UNAIDS, governo e sociedade civil preparam relatório sobre avanços do Brasil na luta contra o HIV

Documento vai fornecer informações sobre o Brasil para a avaliação global que é realizada anualmente pelo UNAIDS com o objetivo de analisar o progresso da resposta global à Aids. Agência da ONU e representantes do Ministério da Saúde se reuniram com especialistas e organizações da sociedade civil na semana passada.

Encontro para debater a atual situação do combate ao HIV no Brasil reuniu representantes do UNAIDS, do governo brasileiro e de diferentes organizações da sociedade civil. Foto: UNAIDS

Encontro para debater a atual situação do combate ao HIV no Brasil reuniu representantes do UNAIDS, do governo brasileiro e de diferentes organizações da sociedade civil. Foto: UNAIDS

Na semana passada (17), o Programa Conjunto das Nações Unidas sobre HIV/Aids (UNAIDS) e o Ministério da Saúde do Brasil se reuniram com membros da sociedade civil e pesquisadores para preparar um relatório que avalia os avanços do país no combate à epidemia.

O documento é a contribuição brasileira ao relatório anual do organismo da ONU que analisa a implementação da Resposta Global à Aids através de informações disponibilizadas por 180 dos 193 Estados-membros.

A realização dessas avaliações foi instituída pela última Reunião de Alto Nível da Assembleia Geral das Nações Unidas sobre HIV/AIDS, organizada há cinco anos.

Em 2016, um novo encontro da Assembleia está previsto para ocorrer dos dias 8 a 10 de junho. O evento vai reunir delegações dos países para que novos compromissos e estratégias globais sejam elaborados com o intuito de garantir o fim da epidemia até 2030.

Durante a reunião da semana passada, especialistas, representantes das Nações Unidas, de associações e do governo apresentaram e discutiram os indicadores atuais de HIV no Brasil. Os progressos e obstáculos do país na luta contra o vírus entre 2015 e 2016 também foram debatidos.

“Este é um processo muito importante em nível global: é a partir dele que os países relatam os seus desafios e êxitos”, destacou a diretora do UNAIDS no Brasil, Georgiana Braga-Orillard.
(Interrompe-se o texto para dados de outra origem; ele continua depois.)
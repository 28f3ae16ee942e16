use std::fmt::{Display, Formatter};

use crate::ValidationError;

const MAX_SYMBOL_LEN: usize = 15;

/// Normalized market ticker.
#[derive(Debug, Clone, PartialEq, Eq, Hash, PartialOrd, Ord)]
pub struct Symbol(String);

impl Symbol {
    /// Parse and normalize a ticker to uppercase.
    pub fn parse(input: &str) -> Result<Self, ValidationError> {
        let normalized = input.trim().to_ascii_uppercase();
        if normalized.is_empty() {
            return Err(ValidationError::EmptySymbol);
        }

        let len = normalized.chars().count();
        if len > MAX_SYMBOL_LEN {
            return Err(ValidationError::SymbolTooLong {
                len,
                max: MAX_SYMBOL_LEN,
            });
        }

        if let Some(first) = normalized.chars().next() {
            if !first.is_ascii_alphabetic() {
                return Err(ValidationError::SymbolInvalidStart { ch: first });
            }
        }

        if let Some((index, ch)) = normalized
            .chars()
            .enumerate()
            .find(|(_, ch)| !(ch.is_ascii_alphanumeric() || *ch == '.' || *ch == '-'))
        {
            return Err(ValidationError::SymbolInvalidChar { ch, index });
        }

        Ok(Self(normalized))
    }

    /// Parse a comma-separated ticker list, skipping blank entries.
    pub fn parse_list(input: &str) -> Result<Vec<Self>, ValidationError> {
        let symbols = input
            .split(',')
            .filter(|part| !part.trim().is_empty())
            .map(Self::parse)
            .collect::<Result<Vec<_>, _>>()?;

        if symbols.is_empty() {
            return Err(ValidationError::EmptySymbolList);
        }
        Ok(symbols)
    }

    pub fn as_str(&self) -> &str {
        &self.0
    }
}

impl Display for Symbol {
    fn fmt(&self, f: &mut Formatter<'_>) -> std::fmt::Result {
        f.write_str(self.as_str())
    }
}

impl TryFrom<&str> for Symbol {
    type Error = ValidationError;

    fn try_from(value: &str) -> Result<Self, Self::Error> {
        Self::parse(value)
    }
}
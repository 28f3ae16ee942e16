//! Two fixed-interval loops multiplexed on the current task.
//!
//! The price and news loops are polled from the same task, so they interleave
//! only where a cycle awaits (fetch, publish, pacing sleep). Each loop holds
//! exclusive `&mut` access to its own task, so no state is shared between them.

use std::future::Future;
use std::time::Duration;

use tokio::time::{interval, MissedTickBehavior};

use crate::pipeline::PeriodicTask;

pub const DEFAULT_PRICE_INTERVAL: Duration = Duration::from_secs(60);
pub const DEFAULT_NEWS_INTERVAL: Duration = Duration::from_secs(300);

#[derive(Debug, Clone, Copy, PartialEq, Eq)]
pub struct Scheduler {
    price_every: Duration,
    news_every: Duration,
}

impl Default for Scheduler {
    fn default() -> Self {
        Self::new(DEFAULT_PRICE_INTERVAL, DEFAULT_NEWS_INTERVAL)
    }
}

impl Scheduler {
    /// Both intervals must be non-zero; configuration validates this upstream.
    pub const fn new(price_every: Duration, news_every: Duration) -> Self {
        Self {
            price_every,
            news_every,
        }
    }

    /// Runs both loops until `shutdown` resolves. The first cycle of each loop
    /// starts immediately. A cycle that overruns its interval delays the next
    /// tick instead of triggering a burst of catch-up runs.
    pub async fn run<P, N, S>(&self, price: &mut P, news: &mut N, shutdown: S)
    where
        P: PeriodicTask,
        N: PeriodicTask,
        S: Future<Output = ()>,
    {
        tracing::info!(
            price_every_s = self.price_every.as_secs(),
            news_every_s = self.news_every.as_secs(),
            "scheduler started"
        );

        tokio::select! {
            () = shutdown => tracing::info!("shutdown requested; stopping scheduler"),
            _ = async {
                tokio::join!(
                    run_periodic(self.price_every, price),
                    run_periodic(self.news_every, news),
                )
            } => {}
        }
    }
}

async fn run_periodic<T: PeriodicTask>(every: Duration, task: &mut T) {
    let mut ticker = interval(every);
    ticker.set_missed_tick_behavior(MissedTickBehavior::Delay);

    loop {
        ticker.tick().await;
        let report = task.run_once().await;
        tracing::info!(
            task = task.name(),
            published = report.published,
            skipped = report.skipped,
            publish_failures = report.publish_failures,
            "cycle complete"
        );
    }
}
use std::sync::Arc;
use std::time::Duration;

use serde::{Deserialize, Serialize};
use time::format_description::well_known::Rfc3339;
use time::OffsetDateTime;

use super::format::format_price_line;
use super::{PublishFuture, SignalPublisher};
use crate::http_client::{HttpAuth, HttpClient, HttpRequest, HttpResponse};
use crate::retry::RetryPolicy;
use crate::throttling::SendThrottle;
use crate::{NewsItem, PriceSignal, PublishError};

pub const DISCORD_API_BASE: &str = "https://discord.com/api/v10";
pub const NEWS_FOOTER: &str = "Alpha Vantage News";

const SEND_TIMEOUT: Duration = Duration::from_secs(15);
const EMBED_TITLE_MAX: usize = 256;
const EMBED_DESCRIPTION_MAX: usize = 4096;
const ERROR_BODY_MAX: usize = 200;

/// Discord channel types that accept plain text messages (guild text, announcement).
const TEXT_CHANNEL_TYPES: [u64; 2] = [0, 5];

/// Posts signals to one Discord channel through the bot REST API.
#[derive(Clone)]
pub struct DiscordPublisher {
    http_client: Arc<dyn HttpClient>,
    auth: HttpAuth,
    channel_id: u64,
    api_base: String,
    throttle: SendThrottle,
    retry: RetryPolicy,
}

impl DiscordPublisher {
    pub fn new(
        http_client: Arc<dyn HttpClient>,
        bot_token: impl Into<String>,
        channel_id: u64,
    ) -> Self {
        Self {
            http_client,
            auth: HttpAuth::BotToken(bot_token.into()),
            channel_id,
            api_base: String::from(DISCORD_API_BASE),
            throttle: SendThrottle::discord_channel_default(),
            retry: RetryPolicy::default(),
        }
    }

    pub fn with_api_base(mut self, api_base: impl Into<String>) -> Self {
        self.api_base = api_base.into();
        self
    }

    pub fn with_retry_policy(mut self, retry: RetryPolicy) -> Self {
        self.retry = retry;
        self
    }

    pub fn with_throttle(mut self, throttle: SendThrottle) -> Self {
        self.throttle = throttle;
        self
    }

    pub const fn channel_id(&self) -> u64 {
        self.channel_id
    }

    fn channel_url(&self) -> String {
        format!("{}/channels/{}", self.api_base.trim_end_matches('/'), self.channel_id)
    }

    /// Resolves the destination once and checks it is a text channel.
    pub async fn verify_channel(&self) -> Result<(), PublishError> {
        let request = HttpRequest::get(self.channel_url())
            .with_auth(&self.auth)
            .with_timeout(SEND_TIMEOUT);
        let response = self
            .http_client
            .execute(request)
            .await
            .map_err(|e| PublishError::Transport(e.message().to_owned()))?;

        if !response.is_success() {
            return Err(PublishError::Destination(format!(
                "channel {} lookup returned status {}",
                self.channel_id, response.status
            )));
        }

        let channel: ChannelInfo = serde_json::from_str(&response.body)?;
        if !TEXT_CHANNEL_TYPES.contains(&channel.kind) {
            return Err(PublishError::Destination(format!(
                "channel {} is not a text channel (type {})",
                self.channel_id, channel.kind
            )));
        }
        Ok(())
    }

    /// Posts one message. A resend happens only when Discord certainly did
    /// not store the previous attempt: 429, 408/503, or a connection that was
    /// never established. Timeouts and other failures are returned as is.
    async fn send(&self, message: &MessageBody<'_>) -> Result<(), PublishError> {
        let payload = serde_json::to_string(message)?;
        let url = format!("{}/messages", self.channel_url());
        let mut attempt = 0_u32;

        loop {
            self.throttle.acquire().await;
            let request = HttpRequest::post(&url)
                .with_auth(&self.auth)
                .with_json_body(payload.clone())
                .with_timeout(SEND_TIMEOUT);

            let retries_left = attempt < self.retry.max_retries;
            let delay = match self.http_client.execute(request).await {
                Ok(response) if response.is_success() => return Ok(()),
                Ok(response) if response.status == 429 => {
                    if !retries_left {
                        return Err(PublishError::RateLimited {
                            attempts: attempt + 1,
                        });
                    }
                    self.retry
                        .rate_limit_delay(retry_after_hint(&response), attempt)
                }
                Ok(response)
                    if retries_left && RetryPolicy::is_resendable_status(response.status) =>
                {
                    self.retry.backoff.delay(attempt)
                }
                Ok(response) => {
                    return Err(PublishError::Rejected {
                        status: response.status,
                        body: response.body.chars().take(ERROR_BODY_MAX).collect(),
                    })
                }
                Err(error) if retries_left && error.is_unsent() => {
                    tracing::debug!(error = %error, "discord connection failed; retrying");
                    self.retry.backoff.delay(attempt)
                }
                Err(error) => {
                    if error.timed_out() {
                        tracing::warn!(%error, "discord send timed out; not resending");
                    }
                    return Err(PublishError::Transport(error.message().to_owned()));
                }
            };

            tracing::debug!(attempt, delay_ms = delay.as_millis() as u64, "retrying discord send");
            tokio::time::sleep(delay).await;
            attempt += 1;
        }
    }
}

impl SignalPublisher for DiscordPublisher {
    fn publish_price<'a>(&'a self, signal: &'a PriceSignal) -> PublishFuture<'a> {
        Box::pin(async move {
            let content = format_price_line(signal);
            self.send(&MessageBody::text(&content)).await
        })
    }

    fn publish_news<'a>(&'a self, item: &'a NewsItem) -> PublishFuture<'a> {
        Box::pin(async move {
            let embed = news_embed(item, OffsetDateTime::now_utc());
            self.send(&MessageBody::embed(embed)).await
        })
    }
}

#[derive(Debug, Deserialize)]
struct ChannelInfo {
    #[serde(rename = "type")]
    kind: u64,
}

#[derive(Debug, Deserialize)]
struct RateLimitBody {
    retry_after: f64,
}

fn retry_after_hint(response: &HttpResponse) -> Option<Duration> {
    serde_json::from_str::<RateLimitBody>(&response.body)
        .ok()
        .filter(|body| body.retry_after.is_finite() && body.retry_after >= 0.0)
        .map(|body| Duration::from_secs_f64(body.retry_after))
}

#[derive(Debug, Serialize)]
struct MessageBody<'a> {
    #[serde(skip_serializing_if = "Option::is_none")]
    content: Option<&'a str>,
    #[serde(skip_serializing_if = "Vec::is_empty")]
    embeds: Vec<Embed>,
}

impl<'a> MessageBody<'a> {
    fn text(content: &'a str) -> Self {
        Self {
            content: Some(content),
            embeds: Vec::new(),
        }
    }

    fn embed(embed: Embed) -> Self {
        Self {
            content: None,
            embeds: vec![embed],
        }
    }
}

#[derive(Debug, Clone, PartialEq, Serialize)]
struct Embed {
    title: String,
    description: String,
    #[serde(skip_serializing_if = "Option::is_none")]
    url: Option<String>,
    timestamp: String,
    footer: EmbedFooter,
}

#[derive(Debug, Clone, PartialEq, Serialize)]
struct EmbedFooter {
    text: &'static str,
}

fn news_embed(item: &NewsItem, now: OffsetDateTime) -> Embed {
    Embed {
        title: item.headline.chars().take(EMBED_TITLE_MAX).collect(),
        description: item
            .related_tickers
            .join(", ")
            .chars()
            .take(EMBED_DESCRIPTION_MAX)
            .collect(),
        url: item.url.clone().filter(|url| !url.is_empty()),
        timestamp: now.format(&Rfc3339).unwrap_or_default(),
        footer: EmbedFooter { text: NEWS_FOOTER },
    }
}
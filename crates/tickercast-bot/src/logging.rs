use tracing_subscriber::EnvFilter;

/// Installs the global fmt subscriber. `RUST_LOG` overrides the `info` default.
pub fn init_logging() {
    let filter = EnvFilter::try_from_default_env().unwrap_or_else(|_| EnvFilter::new("info"));
    let _ = tracing_subscriber::fmt()
        .with_env_filter(filter)
        .with_target(false)
        .try_init();
}
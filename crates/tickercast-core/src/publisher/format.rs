use crate::{Direction, PriceSignal};

pub const fn direction_dot(direction: Direction) -> &'static str {
    match direction {
        Direction::Up => "🟢",
        Direction::Down => "🔴",
    }
}

pub const fn trend_arrow(direction: Direction) -> &'static str {
    match direction {
        Direction::Up => "↑",
        Direction::Down => "↓",
    }
}

/// Renders the one-line channel message for a price signal (wrapped below):
///
/// ```text
/// 🟢 **AAPL** 189.12 (+0.34) • Vol spike 2.4× • EMA9/21: 189.01/188.70 ↑
///     • VWAP: 188.95 • Opts flow C/P: 1200/800
/// ```
///
/// Every segment after the delta is omitted when its value is absent.
pub fn format_price_line(signal: &PriceSignal) -> String {
    let mut line = format!(
        "{} **{}** {:.2} ({:+.2})",
        direction_dot(signal.direction),
        signal.symbol,
        signal.last_close,
        signal.delta
    );

    let indicators = &signal.indicators;
    if let Some(spike) = indicators.spike {
        line.push_str(&format!(" • Vol spike {:.1}×", spike.ratio));
    }
    if let (Some(fast), Some(slow), Some(trend)) =
        (indicators.ema_fast, indicators.ema_slow, indicators.trend())
    {
        line.push_str(&format!(
            " • EMA9/21: {fast:.2}/{slow:.2} {}",
            trend_arrow(trend)
        ));
    }
    if let Some(vwap) = indicators.vwap {
        line.push_str(&format!(" • VWAP: {vwap:.2}"));
    }
    if let Some(flow) = signal.options_flow {
        line.push_str(&format!(
            " • Opts flow C/P: {}/{}",
            flow.call_volume, flow.put_volume
        ));
    }
    line
}
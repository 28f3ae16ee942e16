use std::collections::BTreeMap;
use std::fmt::{Display, Formatter};
use std::future::Future;
use std::pin::Pin;
use std::sync::Arc;
use std::time::Duration;

/// Wall-clock budget for a single provider call.
pub const FETCH_TIMEOUT: Duration = Duration::from_secs(30);

/// Minimal HTTP method set needed by adapters and the publisher.
#[derive(Debug, Clone, Copy, PartialEq, Eq)]
pub enum HttpMethod {
    Get,
    Post,
}

/// Credential placement for outgoing requests.
#[derive(Clone, PartialEq, Eq)]
pub enum HttpAuth {
    /// `Authorization: Bot <token>` as used by the Discord REST API.
    BotToken(String),
    /// API key carried as a query parameter (`apikey=` for Alpha Vantage, `apiKey=` for Polygon).
    QueryKey { name: &'static str, value: String },
}

impl std::fmt::Debug for HttpAuth {
    fn fmt(&self, f: &mut Formatter<'_>) -> std::fmt::Result {
        match self {
            Self::BotToken(_) => f.write_str("BotToken(<redacted>)"),
            Self::QueryKey { name, .. } => write!(f, "QueryKey({name}=<redacted>)"),
        }
    }
}

/// HTTP request envelope used by adapter transport calls.
#[derive(Debug, Clone, PartialEq, Eq)]
pub struct HttpRequest {
    pub method: HttpMethod,
    pub url: String,
    pub headers: BTreeMap<String, String>,
    pub body: Option<String>,
    pub timeout: Duration,
}

impl HttpRequest {
    pub fn new(method: HttpMethod, url: impl Into<String>) -> Self {
        Self {
            method,
            url: url.into(),
            headers: BTreeMap::new(),
            body: None,
            timeout: FETCH_TIMEOUT,
        }
    }

    pub fn get(url: impl Into<String>) -> Self {
        Self::new(HttpMethod::Get, url)
    }

    pub fn post(url: impl Into<String>) -> Self {
        Self::new(HttpMethod::Post, url)
    }

    /// Appends a percent-encoded query parameter.
    pub fn with_query(mut self, name: &str, value: impl AsRef<str>) -> Self {
        let separator = if self.url.contains('?') { '&' } else { '?' };
        self.url = format!(
            "{}{separator}{}={}",
            self.url,
            urlencoding::encode(name),
            urlencoding::encode(value.as_ref())
        );
        self
    }

    pub fn with_header(mut self, name: impl Into<String>, value: impl Into<String>) -> Self {
        self.headers
            .insert(name.into().to_ascii_lowercase(), value.into());
        self
    }

    pub fn with_json_body(self, body: impl Into<String>) -> Self {
        let mut request = self.with_header("content-type", "application/json");
        request.body = Some(body.into());
        request
    }

    pub fn with_auth(self, auth: &HttpAuth) -> Self {
        match auth {
            HttpAuth::BotToken(token) => self.with_header("authorization", format!("Bot {token}")),
            HttpAuth::QueryKey { name, value } => self.with_query(name, value),
        }
    }

    pub fn with_timeout(mut self, timeout: Duration) -> Self {
        self.timeout = timeout;
        self
    }
}

/// HTTP response envelope returned by a transport.
#[derive(Debug, Clone, PartialEq, Eq)]
pub struct HttpResponse {
    pub status: u16,
    pub body: String,
}

impl HttpResponse {
    pub fn ok_json(body: impl Into<String>) -> Self {
        Self::with_status(200, body)
    }

    pub fn with_status(status: u16, body: impl Into<String>) -> Self {
        Self {
            status,
            body: body.into(),
        }
    }

    pub const fn is_success(&self) -> bool {
        self.status >= 200 && self.status < 300
    }
}

/// Where a transport failure happened relative to the request reaching the server.
#[derive(Debug, Clone, Copy, PartialEq, Eq)]
pub enum HttpErrorKind {
    /// No connection was made; the server never saw the request.
    Connect,
    /// The deadline passed; the server may or may not have processed it.
    Timeout,
    /// Any other failure after the connection was made.
    Other,
}

/// Transport-level HTTP error.
#[derive(Debug, Clone, PartialEq, Eq)]
pub struct HttpError {
    message: String,
    kind: HttpErrorKind,
}

impl HttpError {
    pub fn new(message: impl Into<String>) -> Self {
        Self::with_kind(HttpErrorKind::Other, message)
    }

    pub fn connect(message: impl Into<String>) -> Self {
        Self::with_kind(HttpErrorKind::Connect, message)
    }

    pub fn timeout(message: impl Into<String>) -> Self {
        Self::with_kind(HttpErrorKind::Timeout, message)
    }

    fn with_kind(kind: HttpErrorKind, message: impl Into<String>) -> Self {
        Self {
            message: message.into(),
            kind,
        }
    }

    pub fn message(&self) -> &str {
        &self.message
    }

    pub const fn kind(&self) -> HttpErrorKind {
        self.kind
    }

    pub const fn timed_out(&self) -> bool {
        matches!(self.kind, HttpErrorKind::Timeout)
    }

    /// True only when the request certainly never reached the server, so
    /// resending it cannot duplicate a side effect.
    pub const fn is_unsent(&self) -> bool {
        matches!(self.kind, HttpErrorKind::Connect)
    }
}

impl Display for HttpError {
    fn fmt(&self, f: &mut Formatter<'_>) -> std::fmt::Result {
        f.write_str(&self.message)
    }
}

impl std::error::Error for HttpError {}

/// Async transport contract shared by provider adapters and the publisher.
pub trait HttpClient: Send + Sync {
    fn execute<'a>(
        &'a self,
        request: HttpRequest,
    ) -> Pin<Box<dyn Future<Output = Result<HttpResponse, HttpError>> + Send + 'a>>;
}

/// Production HTTP client backed by reqwest.
#[derive(Debug, Clone)]
pub struct ReqwestHttpClient {
    client: Arc<reqwest::Client>,
}

impl ReqwestHttpClient {
    pub fn new() -> Self {
        Self {
            client: Arc::new(
                reqwest::Client::builder()
                    .user_agent(concat!("tickercast/", env!("CARGO_PKG_VERSION")))
                    .build()
                    .unwrap_or_else(|_| reqwest::Client::new()),
            ),
        }
    }
}

impl Default for ReqwestHttpClient {
    fn default() -> Self {
        Self::new()
    }
}

impl HttpClient for ReqwestHttpClient {
    fn execute<'a>(
        &'a self,
        request: HttpRequest,
    ) -> Pin<Box<dyn Future<Output = Result<HttpResponse, HttpError>> + Send + 'a>> {
        Box::pin(async move {
            let mut builder = match request.method {
                HttpMethod::Get => self.client.get(&request.url),
                HttpMethod::Post => self.client.post(&request.url),
            };

            for (name, value) in &request.headers {
                builder = builder.header(name, value);
            }

            builder = builder.timeout(request.timeout);

            if let Some(body) = request.body {
                builder = builder.body(body);
            }

            // reqwest errors embed the full URL, which carries query-string keys.
            let response = builder.send().await.map_err(|e| {
                let e = e.without_url();
                if e.is_timeout() {
                    HttpError::timeout(format!("request timeout: {e}"))
                } else if e.is_connect() {
                    HttpError::connect(format!("connection failed: {e}"))
                } else {
                    HttpError::new(format!("request failed: {e}"))
                }
            })?;

            let status = response.status().as_u16();
            let body = response.text().await.map_err(|e| {
                HttpError::new(format!("failed to read response body: {}", e.without_url()))
            })?;

            Ok(HttpResponse { status, body })
        })
    }
}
“Apesar de bastante extenso e complexo, dedicamos especial atenção e carinho a essa consulta com a participação de atores não governamentais, porque ela é a medida global da epidemia, hoje”.

Outros temas incluíram o histórico de 30 anos do Brasil no combate ao HIV e à Aids, os avanços da Resposta Global e a importância da Declaração Política que deve ser concebida ao final da próxima Reunião de Alto Nível sobre HIV/AIDS.

Essas Declarações são consideradas fundamentais, pois têm sido, historicamente, a principal base para programas mundiais de resposta à epidemia, capazes de promover conquistas significativas, como a já alcançada meta 15 por 15, que previa a disponibilização de tratamento para 15 milhões de pessoas até 2015.

Entre os presentes no encontro, estavam técnicos do Departamento de DST/AIDS e Hepatites Virais do Ministério da Saúde brasileiro, representantes do Centro de Controle de Doenças (Center for Disease Control – CDC) do governo norte-americano e organizações da sociedade civil, como a Associação Brasileira de Gays, Lésbicas, Bissexuais, Travestis e Transexuais (ABGLT), a Central Única de Trabalhadoras e Trabalhadores Sexuais (CUTS) e a Rede Brasileira de Redução de Danos (REDUC), entre outras.